● WHAT THE EXERCISE ASKS: Write out exactly the lines from the first line of the records below through the line that contains "#[derive(Debug, Clone, PartialEq, Serialize, Deserialize)]", and stop there.

● INPUT RECORDS:
=-=-=

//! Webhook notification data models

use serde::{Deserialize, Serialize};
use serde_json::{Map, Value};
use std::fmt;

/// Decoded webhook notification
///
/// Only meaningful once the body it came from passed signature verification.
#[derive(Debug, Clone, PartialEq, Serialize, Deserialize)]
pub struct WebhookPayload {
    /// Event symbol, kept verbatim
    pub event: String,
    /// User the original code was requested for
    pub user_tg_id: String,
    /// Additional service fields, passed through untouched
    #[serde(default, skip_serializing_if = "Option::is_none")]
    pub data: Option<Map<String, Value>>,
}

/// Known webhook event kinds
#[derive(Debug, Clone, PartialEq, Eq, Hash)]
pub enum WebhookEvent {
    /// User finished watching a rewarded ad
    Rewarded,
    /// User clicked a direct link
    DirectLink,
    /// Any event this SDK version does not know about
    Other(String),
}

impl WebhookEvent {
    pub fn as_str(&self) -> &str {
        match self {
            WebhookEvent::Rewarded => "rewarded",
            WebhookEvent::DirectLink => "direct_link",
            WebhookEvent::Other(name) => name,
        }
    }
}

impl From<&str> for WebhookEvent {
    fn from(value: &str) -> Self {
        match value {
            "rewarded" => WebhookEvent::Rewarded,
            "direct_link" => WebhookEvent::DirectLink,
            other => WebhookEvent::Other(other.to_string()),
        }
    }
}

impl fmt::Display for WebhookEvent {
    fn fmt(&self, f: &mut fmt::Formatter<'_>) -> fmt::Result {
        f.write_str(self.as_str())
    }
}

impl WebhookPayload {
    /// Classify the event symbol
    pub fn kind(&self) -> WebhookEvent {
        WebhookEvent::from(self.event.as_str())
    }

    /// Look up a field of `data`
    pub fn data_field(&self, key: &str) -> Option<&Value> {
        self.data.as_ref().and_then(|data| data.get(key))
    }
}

=-=-=

● RESPONSE FOR THIS EXERCISE:
//! Webhook notification data models

use serde::{Deserialize, Serialize};
use serde_json::{Map, Value};
use std::fmt;

/// Decoded webhook notification
///
/// Only meaningful once the body it came from passed signature verification.
#[derive(Debug, Clone, PartialEq, Serialize, Deserialize)]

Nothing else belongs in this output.